At around 1 PM on April 22, the Phililippine Consulate office in Toronto Canada was caught by surprise when Migrante community activists carrying placards that said “Don’t Starve and Shoot the Farmers” and wearing black t-shirts printed with “Bigas Hindi Bala” (Rice/Food Not Bullets) silently walked inside the consulate office for about 5 minutes.
The silent protest surprised the staff and personnel of the Philippine Consulate. The consulate staff threatened the protesters that they would be calling the police if they would not stop the protest.
“Bawal po iyan dito! “(It’s not allowed here!) one of the consulate personnel was overheard shouting at the protesters.
Jesson Reyes, Migrante Regional Coordinator, in his statement after the protest action said: “ This is part of the ongoing actions being held almost weekly in Toronto to protest the criminal neglect of the Aquino administration of the Kidapawan farmers. We have been holding protest actions since the violent dispersal was done against the 6,000 farmers in Kidapawan North Cotabato on April 1 that killed two (2) farmers and injured more than 100 farmers. They were only asking for rice but the government gave them bullets instead.”

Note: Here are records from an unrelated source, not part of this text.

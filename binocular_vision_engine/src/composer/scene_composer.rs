/// SceneComposer: drives the renderer over the routed viewports.
///
/// Viewports are drawn in ascending z-order so stacked eye layers blend in
/// a defined order (left, then right, then the observer on its own band).

use crate::camera::CameraRig;
use crate::error::Result;
use crate::viewport::ViewportSpec;
use crate::{engine_trace, engine_warn};
use super::renderer::{SceneDescription, SceneFrame, ViewportRenderer};

#[derive(Debug, Default)]
pub struct SceneComposer {
    frames_composed: u64,
}

impl SceneComposer {
    pub fn new() -> Self {
        Self::default()
    }

    /// Frames that completed `end_frame` successfully.
    pub fn frames_composed(&self) -> u64 {
        self.frames_composed
    }

    /// Render every non-empty viewport and return how many were drawn.
    ///
    /// Zero-area regions (collapsed container) are skipped. The first
    /// renderer error aborts the frame and is returned as is.
    pub fn compose(
        &mut self,
        renderer: &mut dyn ViewportRenderer,
        viewports: &[ViewportSpec],
        rig: &CameraRig,
        scene: &SceneDescription,
    ) -> Result<usize> {
        let mut ordered: Vec<&ViewportSpec> = viewports.iter().collect();
        ordered.sort_by_key(|viewport| viewport.z_order);

        renderer.begin_frame()?;

        let mut drawn = 0;
        for viewport in ordered {
            if viewport.region.is_empty() {
                engine_trace!("binocular::SceneComposer",
                    "Skipping empty {} viewport", viewport.camera.label());
                continue;
            }

            let camera = rig.render_camera(viewport.camera, viewport.region);
            let frame = SceneFrame::new(scene, rig, viewport.camera, camera);

            if let Err(e) = renderer.render_viewport(viewport, rig.pose(viewport.camera), &frame) {
                engine_warn!("binocular::SceneComposer",
                    "Frame aborted at {} viewport: {}", viewport.camera.label(), e);
                return Err(e);
            }
            drawn += 1;
        }

        renderer.end_frame()?;
        self.frames_composed += 1;

        Ok(drawn)
    }
}

#[cfg(test)]
#[path = "scene_composer_tests.rs"]
mod tests;
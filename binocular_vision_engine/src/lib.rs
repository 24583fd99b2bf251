/*!
# Binocular Vision Engine

Stereo camera geometry and multi-viewport compositing for a binocular
vision simulator.

The engine turns a handful of optical parameters (interpupillary distance,
target distance, focal length) into a converging stereo camera rig, and
routes the left eye, right eye and a fixed observer camera into screen
regions according to the active view mode. Drawing is left to an external
renderer behind the `ViewportRenderer` trait.

## Architecture

- **optics**: pure derivation of baseline, convergence and field of view
- **camera**: logical camera poses, the stereo rig, render cameras
- **viewport**: view modes, screen rectangles and the viewport router
- **animation**: clock-driven subject rotation
- **composer**: walks viewports in z-order and drives the renderer
- **session**: host-facing object tying the above together
- **narrative**: optional natural-language analysis from an external service
*/

// Internal modules
mod error;
mod engine;
pub mod log;
pub mod animation;
pub mod camera;
pub mod composer;
pub mod controls;
pub mod narrative;
pub mod optics;
pub mod options;
pub mod session;
pub mod viewport;

// Main binocular namespace module
pub mod binocular {
    // Error types
    pub use crate::error::{Error, Result};

    // Logging hub
    pub use crate::engine::Engine;

    // Host entry point
    pub use crate::session::{FrameStats, StereoSession};
    pub use crate::controls::{ControlState, ObjectType};
    pub use crate::options::EngineOptions;
    pub use crate::viewport::{ContainerSize, ViewMode};

    // Logging sub-module (types only, NOT macros)
    pub mod log {
        pub use crate::log::{
            format_entry, CaptureLogger, DefaultLogger, LogEntry, LogSeverity, Logger,
        };
    }

    // Renderer seam
    pub mod render {
        pub use crate::camera::{CameraPose, CameraRef, CameraRig, ObserverOrbit, RenderCamera};
        pub use crate::composer::*;
        pub use crate::viewport::{BlendMode, Color, ScreenRect, TintPlane, ViewportSpec};
    }
}

// Re-export math library at crate root
pub use glam;
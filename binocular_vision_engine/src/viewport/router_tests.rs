use super::*;
use crate::viewport::{BlendMode, Color};

fn size() -> ContainerSize {
    ContainerSize::new(1200, 900)
}

fn stereo_regions(viewports: &[ViewportSpec]) -> Vec<ScreenRect> {
    viewports
        .iter()
        .filter(|spec| spec.is_stereo())
        .map(|spec| spec.region)
        .collect()
}

fn observer_regions(viewports: &[ViewportSpec]) -> Vec<&ViewportSpec> {
    viewports
        .iter()
        .filter(|spec| spec.camera == CameraRef::Observer)
        .collect()
}

// ============================================================================
// Region count and overlap
// ============================================================================

#[test]
fn test_side_by_side_regions_do_not_overlap() {
    let viewports = route_viewports(ViewMode::SideBySide, size(), &CompositingOptions::default());
    let stereo = stereo_regions(&viewports);

    assert_eq!(stereo.len(), 2);
    assert_eq!(stereo[0].overlap_area(&stereo[1]), 0);
    assert_eq!(stereo[0], ScreenRect::new(0, 0, 600, 600));
    assert_eq!(stereo[1], ScreenRect::new(600, 0, 600, 600));
}

#[test]
fn test_stacked_modes_fully_overlap() {
    for mode in [ViewMode::Overlay, ViewMode::Anaglyph] {
        let viewports = route_viewports(mode, size(), &CompositingOptions::default());
        let stereo = stereo_regions(&viewports);

        assert_eq!(stereo.len(), 2, "{}", mode);
        assert_eq!(stereo[0], stereo[1]);
        assert_eq!(stereo[0].overlap_area(&stereo[1]), stereo[0].area());
        assert_eq!(stereo[0], ScreenRect::new(0, 0, 1200, 600));
    }
}

#[test]
fn test_every_mode_has_one_observer_region() {
    for mode in ViewMode::ALL {
        let viewports = route_viewports(mode, size(), &CompositingOptions::default());
        assert_eq!(viewports.len(), 3);
        assert_eq!(observer_regions(&viewports).len(), 1, "{}", mode);
    }
}

#[test]
fn test_observer_region_is_fixed_across_modes() {
    let options = CompositingOptions::default();
    let expected = ScreenRect::new(0, 600, 1200, 300);

    for mode in ViewMode::ALL {
        let viewports = route_viewports(mode, size(), &options);
        let observer = observer_regions(&viewports)[0];
        assert_eq!(observer.region, expected);
        assert_eq!(observer.blend, BlendMode::Opaque);
        assert_eq!(observer.opacity, 1.0);
        assert!(observer.tint.is_none());
    }
}

#[test]
fn test_observer_does_not_overlap_stereo_band() {
    for mode in ViewMode::ALL {
        let viewports = route_viewports(mode, size(), &CompositingOptions::default());
        let observer = observer_regions(&viewports)[0].region;
        for region in stereo_regions(&viewports) {
            assert_eq!(region.overlap_area(&observer), 0);
        }
    }
}

// ============================================================================
// Blend and tint
// ============================================================================

#[test]
fn test_side_by_side_is_opaque_and_untinted() {
    let viewports = route_viewports(ViewMode::SideBySide, size(), &CompositingOptions::default());
    for spec in &viewports {
        assert_eq!(spec.blend, BlendMode::Opaque);
        assert!(spec.tint.is_none());
    }
}

#[test]
fn test_overlay_tints_and_layering() {
    let viewports = route_viewports(ViewMode::Overlay, size(), &CompositingOptions::default());
    let left = &viewports[0];
    let right = &viewports[1];

    assert_eq!(left.camera, CameraRef::LeftEye);
    assert_eq!(right.camera, CameraRef::RightEye);
    assert!(right.z_order > left.z_order);
    assert!(right.opacity < left.opacity);
    assert_eq!(left.blend, BlendMode::Additive);

    let left_tint = left.tint.unwrap();
    let right_tint = right.tint.unwrap();
    assert_eq!(left_tint.color, Color::CYAN);
    assert_eq!(right_tint.color, Color::RED);
    assert_eq!(left_tint.blend, BlendMode::Additive);
    assert!(left_tint.opacity < 1.0);
}

#[test]
fn test_anaglyph_uses_complementary_multiplicative_tints() {
    let viewports = route_viewports(ViewMode::Anaglyph, size(), &CompositingOptions::default());
    let left_tint = viewports[0].tint.unwrap();
    let right_tint = viewports[1].tint.unwrap();

    assert_eq!(left_tint.color, Color::RED);
    assert_eq!(right_tint.color, Color::CYAN);
    assert_eq!(left_tint.blend, BlendMode::Multiply);
    assert_eq!(right_tint.blend, BlendMode::Multiply);
    assert_eq!(left_tint.opacity, 1.0);
    assert_eq!(right_tint.opacity, 1.0);

    // Right eye layer sits translucent over the left one
    assert_eq!(viewports[0].opacity, 1.0);
    assert!(viewports[1].opacity < viewports[0].opacity);
    assert_eq!(viewports[1].opacity, 0.5);
}

#[test]
fn test_overlay_and_anaglyph_share_layout() {
    let options = CompositingOptions::default();
    let overlay = route_viewports(ViewMode::Overlay, size(), &options);
    let anaglyph = route_viewports(ViewMode::Anaglyph, size(), &options);

    for (a, b) in overlay.iter().zip(anaglyph.iter()) {
        assert_eq!(a.camera, b.camera);
        assert_eq!(a.region, b.region);
        assert_eq!(a.z_order, b.z_order);
    }
}

#[test]
fn test_viewports_in_ascending_z_order() {
    for mode in ViewMode::ALL {
        let viewports = route_viewports(mode, size(), &CompositingOptions::default());
        assert!(viewports.windows(2).all(|w| w[0].z_order <= w[1].z_order));
    }
}

// ============================================================================
// Layout edge cases
// ============================================================================

#[test]
fn test_odd_width_halves_tile_exactly() {
    let viewports = route_viewports(
        ViewMode::SideBySide,
        ContainerSize::new(1001, 600),
        &CompositingOptions::default(),
    );
    let stereo = stereo_regions(&viewports);
    assert_eq!(stereo[0].width + stereo[1].width, 1001);
    assert_eq!(stereo[0].right(), stereo[1].x as u64);
    assert_eq!(stereo[0].overlap_area(&stereo[1]), 0);
}

#[test]
fn test_bands_tile_container() {
    for height in [0_u32, 1, 2, 3, 599, 600, 1081] {
        let (stereo, observer) = split_bands(ContainerSize::new(800, height), 1.0 / 3.0);
        assert_eq!(stereo.height + observer.height, height);
        assert_eq!(stereo.bottom(), observer.y as u64);
    }
}

#[test]
fn test_zero_size_container() {
    for mode in ViewMode::ALL {
        let viewports = route_viewports(mode, ContainerSize::new(0, 0), &CompositingOptions::default());
        assert_eq!(viewports.len(), 3);
        assert!(viewports.iter().all(|spec| spec.region.is_empty()));
    }
}

#[test]
fn test_observer_fraction_bounds() {
    let (stereo, observer) = split_bands(size(), 0.0);
    assert_eq!(stereo.height, 900);
    assert!(observer.is_empty());

    let (stereo, observer) = split_bands(size(), 1.0);
    assert!(stereo.is_empty());
    assert_eq!(observer.height, 900);

    let (stereo, _) = split_bands(size(), f32::NAN);
    assert_eq!(stereo.height, 900);
}

// ============================================================================
// Router state machine
// ============================================================================

#[test]
fn test_router_starts_with_layout() {
    let router = ViewportRouter::new(ViewMode::SideBySide, size(), CompositingOptions::default());
    assert_eq!(router.mode(), ViewMode::SideBySide);
    assert_eq!(router.viewports().len(), 3);
    assert_eq!(router.rebuild_count(), 1);
}

#[test]
fn test_router_rebuilds_only_on_change() {
    let mut router = ViewportRouter::new(ViewMode::SideBySide, size(), CompositingOptions::default());

    assert!(!router.set_mode(ViewMode::SideBySide));
    assert!(!router.resize(size()));
    assert_eq!(router.rebuild_count(), 1);

    assert!(router.set_mode(ViewMode::Anaglyph));
    assert_eq!(router.rebuild_count(), 2);
    assert!(router.resize(ContainerSize::new(640, 480)));
    assert_eq!(router.rebuild_count(), 3);
}

#[test]
fn test_router_matches_pure_routing() {
    let options = CompositingOptions::default();
    let mut router = ViewportRouter::new(ViewMode::SideBySide, size(), options.clone());
    router.set_mode(ViewMode::Overlay);
    router.resize(ContainerSize::new(1920, 1080));

    let expected = route_viewports(ViewMode::Overlay, ContainerSize::new(1920, 1080), &options);
    assert_eq!(router.viewports(), expected.as_slice());
}

#[test]
fn test_router_viewport_lookup() {
    let router = ViewportRouter::new(ViewMode::SideBySide, size(), CompositingOptions::default());
    let observer = router.viewport_for(CameraRef::Observer).unwrap();
    assert_eq!(observer.z_order, Z_OBSERVER);
    assert_eq!(router.viewport_for(CameraRef::LeftEye).unwrap().z_order, Z_LEFT_EYE);
}

#[test]
fn test_router_set_options_rebuilds() {
    let mut router = ViewportRouter::new(ViewMode::Overlay, size(), CompositingOptions::default());
    let mut options = CompositingOptions::default();
    options.overlay.right_opacity = 0.25;
    router.set_options(options);

    assert_eq!(router.rebuild_count(), 2);
    assert_eq!(router.viewport_for(CameraRef::RightEye).unwrap().opacity, 0.25);
}

// ============================================================================
// ViewMode parsing
// ============================================================================

#[test]
fn test_view_mode_parse_and_display() {
    for mode in ViewMode::ALL {
        assert_eq!(mode.to_string().parse::<ViewMode>(), Ok(mode));
    }
    assert_eq!("side-by-side".parse::<ViewMode>(), Ok(ViewMode::SideBySide));
    assert_eq!(" Anaglyph ".parse::<ViewMode>(), Ok(ViewMode::Anaglyph));
    assert!("stereo".parse::<ViewMode>().is_err());
    assert!(!ViewMode::SideBySide.is_stacked());
    assert!(ViewMode::Overlay.is_stacked());
}
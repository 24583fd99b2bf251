/// Logical cameras and their poses.

use glam::{Quat, Vec3};

/// One of the three logical viewpoints rendered each frame.
#[derive(Debug, Clone, Copy, PartialEq, Eq, Hash)]
pub enum CameraRef {
    LeftEye,
    RightEye,
    /// Third-person "god view" showing the whole rig
    Observer,
}

impl CameraRef {
    pub const ALL: [CameraRef; 3] = [CameraRef::LeftEye, CameraRef::RightEye, CameraRef::Observer];

    /// Part of the stereo pair (as opposed to the diagnostic observer).
    pub fn is_eye(&self) -> bool {
        matches!(self, CameraRef::LeftEye | CameraRef::RightEye)
    }

    pub fn label(&self) -> &'static str {
        match self {
            CameraRef::LeftEye => "left eye",
            CameraRef::RightEye => "right eye",
            CameraRef::Observer => "observer",
        }
    }
}

/// Position plus yaw (rotation about +Y, radians).
///
/// Yaw 0 looks down -Z. Positive yaw turns the line of sight toward -X.
#[derive(Debug, Clone, Copy, PartialEq)]
pub struct CameraPose {
    pub position: Vec3,
    pub yaw: f32,
}

impl CameraPose {
    pub fn new(position: Vec3, yaw: f32) -> Self {
        Self { position, yaw }
    }

    pub fn rotation(&self) -> Quat {
        Quat::from_rotation_y(self.yaw)
    }

    /// Unit line-of-sight direction.
    pub fn forward(&self) -> Vec3 {
        self.rotation() * Vec3::NEG_Z
    }
}
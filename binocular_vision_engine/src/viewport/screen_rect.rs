/// Pixel rectangles for viewport layout.
///
/// Origin is the top-left corner of the host container, Y grows downward.

use serde::{Deserialize, Serialize};

/// Size of the host container in pixels.
#[derive(Debug, Clone, Copy, PartialEq, Eq, Hash, Default, Serialize, Deserialize)]
pub struct ContainerSize {
    pub width: u32,
    pub height: u32,
}

impl ContainerSize {
    pub fn new(width: u32, height: u32) -> Self {
        Self { width, height }
    }

    /// The whole container as a rectangle at the origin.
    pub fn bounds(&self) -> ScreenRect {
        ScreenRect::new(0, 0, self.width, self.height)
    }
}

/// Axis-aligned pixel rectangle.
#[derive(Debug, Clone, Copy, PartialEq, Eq, Hash, Default)]
pub struct ScreenRect {
    pub x: u32,
    pub y: u32,
    pub width: u32,
    pub height: u32,
}

impl ScreenRect {
    pub fn new(x: u32, y: u32, width: u32, height: u32) -> Self {
        Self { x, y, width, height }
    }

    pub fn area(&self) -> u64 {
        self.width as u64 * self.height as u64
    }

    pub fn is_empty(&self) -> bool {
        self.width == 0 || self.height == 0
    }

    pub fn right(&self) -> u64 {
        self.x as u64 + self.width as u64
    }

    pub fn bottom(&self) -> u64 {
        self.y as u64 + self.height as u64
    }

    /// Width over height; 1.0 for an empty rectangle.
    pub fn aspect_ratio(&self) -> f32 {
        if self.is_empty() {
            1.0
        } else {
            self.width as f32 / self.height as f32
        }
    }

    pub fn contains_point(&self, x: u32, y: u32) -> bool {
        (x as u64) >= self.x as u64
            && (x as u64) < self.right()
            && (y as u64) >= self.y as u64
            && (y as u64) < self.bottom()
    }

    /// `other` lies entirely inside `self`.
    pub fn contains(&self, other: &ScreenRect) -> bool {
        other.x >= self.x
            && other.y >= self.y
            && other.right() <= self.right()
            && other.bottom() <= self.bottom()
    }

    /// Overlapping rectangle, or `None` when the two do not overlap.
    pub fn intersection(&self, other: &ScreenRect) -> Option<ScreenRect> {
        let left = self.x.max(other.x);
        let top = self.y.max(other.y);
        let right = self.right().min(other.right());
        let bottom = self.bottom().min(other.bottom());

        if right <= left as u64 || bottom <= top as u64 {
            return None;
        }
        Some(ScreenRect::new(
            left,
            top,
            (right - left as u64) as u32,
            (bottom - top as u64) as u32,
        ))
    }

    pub fn overlap_area(&self, other: &ScreenRect) -> u64 {
        self.intersection(other).map_or(0, |rect| rect.area())
    }
}

#[cfg(test)]
#[path = "screen_rect_tests.rs"]
mod tests;
/// Viewport descriptions consumed by the renderer.

use serde::{Deserialize, Serialize};
use crate::camera::CameraRef;
use super::screen_rect::ScreenRect;

/// Linear RGBA color.
#[derive(Debug, Clone, Copy, PartialEq, Serialize, Deserialize)]
pub struct Color {
    pub r: f32,
    pub g: f32,
    pub b: f32,
    pub a: f32,
}

impl Color {
    pub const RED: Color = Color::rgb(1.0, 0.0, 0.0);
    pub const CYAN: Color = Color::rgb(0.0, 1.0, 1.0);
    pub const WHITE: Color = Color::rgb(1.0, 1.0, 1.0);

    pub const fn rgb(r: f32, g: f32, b: f32) -> Self {
        Self { r, g, b, a: 1.0 }
    }

    pub fn to_array(&self) -> [f32; 4] {
        [self.r, self.g, self.b, self.a]
    }
}

/// How a layer combines with what is already in the framebuffer.
#[derive(Debug, Clone, Copy, PartialEq, Eq, Hash, Serialize, Deserialize)]
pub enum BlendMode {
    /// Replace destination
    Opaque,
    /// `dst + src * opacity`
    Additive,
    /// `dst * src`
    Multiply,
}

/// Translucent full-frame plane drawn in front of a camera's scene content.
#[derive(Debug, Clone, Copy, PartialEq)]
pub struct TintPlane {
    pub color: Color,
    pub opacity: f32,
    pub blend: BlendMode,
    /// Distance in front of the camera, in metres.
    pub depth_offset_m: f32,
}

/// One camera drawn into one screen region.
#[derive(Debug, Clone, Copy, PartialEq)]
pub struct ViewportSpec {
    pub camera: CameraRef,
    pub region: ScreenRect,
    /// How the finished viewport is composited over lower z-orders
    pub blend: BlendMode,
    pub opacity: f32,
    pub tint: Option<TintPlane>,
    /// Higher draws later (on top)
    pub z_order: i32,
}

impl ViewportSpec {
    /// Opaque, untinted viewport.
    pub fn opaque(camera: CameraRef, region: ScreenRect, z_order: i32) -> Self {
        Self {
            camera,
            region,
            blend: BlendMode::Opaque,
            opacity: 1.0,
            tint: None,
            z_order,
        }
    }

    pub fn is_stereo(&self) -> bool {
        self.camera.is_eye()
    }
}
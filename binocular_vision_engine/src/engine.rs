/// Engine - global logging hub
///
/// All geometry, routing, and composition state is owned by the caller
/// (see `StereoSession`). The only process-wide state is the logger, which
/// the `engine_*!` macros route through.

use std::sync::{OnceLock, RwLock};
use std::time::SystemTime;
use crate::log::{Logger, LogEntry, LogSeverity, DefaultLogger};

/// Global logger (initialized with DefaultLogger)
static LOGGER: OnceLock<RwLock<Box<dyn Logger>>> = OnceLock::new();

fn logger_lock() -> &'static RwLock<Box<dyn Logger>> {
    LOGGER.get_or_init(|| RwLock::new(Box::new(DefaultLogger::default())))
}

/// Entry point for engine-wide services
///
/// # Example
///
/// ```no_run
/// use binocular_vision_engine::binocular::{Engine, log::CaptureLogger};
///
/// let capture = CaptureLogger::new();
/// Engine::set_logger(capture.clone());
/// // ... run frames ...
/// Engine::reset_logger();
/// ```
pub struct Engine;

impl Engine {
    /// Replace the global logger
    pub fn set_logger<L: Logger + 'static>(logger: L) {
        if let Ok(mut lock) = logger_lock().write() {
            *lock = Box::new(logger);
        }
    }

    /// Restore the default console logger
    pub fn reset_logger() {
        if let Ok(mut lock) = logger_lock().write() {
            *lock = Box::new(DefaultLogger::default());
        }
    }

    /// Log without file:line (used by engine_trace! .. engine_warn!)
    pub fn log(severity: LogSeverity, source: &str, message: String) {
        Self::dispatch(LogEntry {
            severity,
            timestamp: SystemTime::now(),
            source: source.to_string(),
            message,
            file: None,
            line: None,
        });
    }

    /// Log with file:line (used by engine_error!)
    pub fn log_detailed(
        severity: LogSeverity,
        source: &str,
        message: String,
        file: &'static str,
        line: u32,
    ) {
        Self::dispatch(LogEntry {
            severity,
            timestamp: SystemTime::now(),
            source: source.to_string(),
            message,
            file: Some(file),
            line: Some(line),
        });
    }

    fn dispatch(entry: LogEntry) {
        if let Ok(lock) = logger_lock().read() {
            lock.log(&entry);
        }
    }
}

#[cfg(test)]
#[path = "engine_tests.rs"]
mod tests;
//! Session module
//!
//! Ties controls, optics, rig, router, clock and composer into one
//! frame-driven object.

mod stereo_session;

pub use stereo_session::{FrameStats, StereoSession};
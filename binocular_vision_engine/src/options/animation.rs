use serde::{Deserialize, Serialize};

/// Continuous subject rotation rates, in radians per second.
#[derive(Debug, Clone, Serialize, Deserialize, PartialEq)]
#[serde(default)]
pub struct AnimationOptions {
    pub yaw_rate: f32,
    pub pitch_rate: f32,
}

impl Default for AnimationOptions {
    fn default() -> Self {
        Self {
            yaw_rate: 0.2,
            pitch_rate: 0.1,
        }
    }
}
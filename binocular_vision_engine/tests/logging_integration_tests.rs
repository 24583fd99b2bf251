//! Integration tests for Engine logging system
//!
//! These tests verify that a host can capture engine logs.
//!
//! Run with: cargo test --test logging_integration_tests

use binocular_vision_engine::binocular::log::{CaptureLogger, LogEntry, LogSeverity, Logger};
use binocular_vision_engine::binocular::render::{CameraRef, RecordingRenderer};
use binocular_vision_engine::binocular::{ContainerSize, Engine, EngineOptions, Error, StereoSession, ViewMode};
use std::sync::{Arc, Mutex};
use serial_test::serial;

// ============================================================================
// TEST LOGGER IMPLEMENTATION
// ============================================================================

/// Test logger that keeps only the messages
struct MessageLogger {
    messages: Arc<Mutex<Vec<(LogSeverity, String)>>>,
}

impl Logger for MessageLogger {
    fn log(&self, entry: &LogEntry) {
        self.messages.lock().unwrap().push((entry.severity, entry.message.clone()));
    }
}

// ============================================================================
// LOGGING TESTS
// ============================================================================

#[test]
#[serial]
fn test_integration_custom_logger() {
    let messages = Arc::new(Mutex::new(Vec::new()));
    Engine::set_logger(MessageLogger { messages: messages.clone() });

    Engine::log(LogSeverity::Info, "test::module", "Test info message".to_string());
    Engine::log(LogSeverity::Warn, "test::module", "Test warning message".to_string());

    Engine::reset_logger();

    let messages = messages.lock().unwrap();
    assert_eq!(messages.len(), 2);
    assert_eq!(messages[0], (LogSeverity::Info, "Test info message".to_string()));
    assert_eq!(messages[1].0, LogSeverity::Warn);
}

#[test]
#[serial]
fn test_integration_session_logs_mode_changes() {
    let capture = CaptureLogger::new();
    Engine::set_logger(capture.clone());

    let mut session = StereoSession::new(EngineOptions::default(), ContainerSize::new(640, 480)).unwrap();
    session.set_view_mode(ViewMode::Overlay);
    session.set_view_mode(ViewMode::Overlay);

    Engine::reset_logger();

    let mode_changes: Vec<_> = capture
        .entries_from("binocular::ViewportRouter")
        .into_iter()
        .filter(|entry| entry.severity == LogSeverity::Info)
        .collect();
    assert_eq!(mode_changes.len(), 1);
    assert!(mode_changes[0].message.contains("SBS"));
    assert!(mode_changes[0].message.contains("OVERLAY"));
}

#[test]
#[serial]
fn test_integration_render_failure_is_logged() {
    let capture = CaptureLogger::new();
    Engine::set_logger(capture.clone());

    let mut session = StereoSession::new(EngineOptions::default(), ContainerSize::new(640, 480)).unwrap();
    let mut renderer = RecordingRenderer::failing_on(CameraRef::LeftEye);
    let result = session.frame(0.016, &mut renderer);

    Engine::reset_logger();

    assert!(matches!(result, Err(Error::RenderFailed(_))));
    let errors: Vec<_> = capture
        .entries()
        .into_iter()
        .filter(|entry| entry.severity == LogSeverity::Error)
        .collect();
    assert_eq!(errors.len(), 1);
    assert!(errors[0].file.is_some());
    assert!(!capture.entries_from("binocular::SceneComposer").is_empty());
}

#[test]
#[serial]
fn test_integration_invalid_options_are_logged() {
    let capture = CaptureLogger::new();
    Engine::set_logger(capture.clone());

    let result = EngineOptions::from_toml_str("[compositing]\nobserver_height_fraction = \"a third\"");

    Engine::reset_logger();

    assert!(matches!(result, Err(Error::InvalidOptions(_))));
    assert!(!capture.entries_from("binocular::Options").is_empty());
}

Last April 6, Migrante sent a letter of protest to the Philippine Consulate office in Toronto and was personally delivered by Bern Jagunos of ICHRP Canada, Rafunzel Korngut of Gabriela Ontario and Viel Perida of Anakbayan Toronto. That same day Migrante Canada held a candlelight vigil at Bathurst-Wilson Parkette in honor of the victims of Kidapawan massacre including those injured in the protest and illegally arrested and detained farmers.
“The issue here is very clear: these 6,000 farmers who occupied Kidapawan highway since March 30 were asking for rice subsidy as part of the calamity funds from the government but they were instead fired at with bullets. The protest group included women and children, and also women advocates for peasants’ rights, and they were all begging for sacks of rice due to the prevailing drought there. Filipino women today bear the brunt of poverty – and in critical conditions like drought affecting 237, 000 hectares of land, they are thrown into misery – and yet the government resolves this problem by ignoring it,” according to Petronila Cleto of Gabriela Ontario, one of the activists who took part in the mass action at the Philippine Consulate.
“The women courageously joined the men in protesting this neglect, and we see the “final answer” of this callous and incompetent government in its extreme form of violence: the outright killing of its own people,” Cleto added.
Latest reports said many other protest rallies and mass actions are happening nationwide including the 3,000 farmers from South Cotabato who camped out at the Department of Agriculture Region 12 Office, 2,000 farmers from Cagayan de Oro and 5,000 from Bukidnon. The island-wide protests against hunger escalated to farmers in Luzon including that of Hacienda Luisita.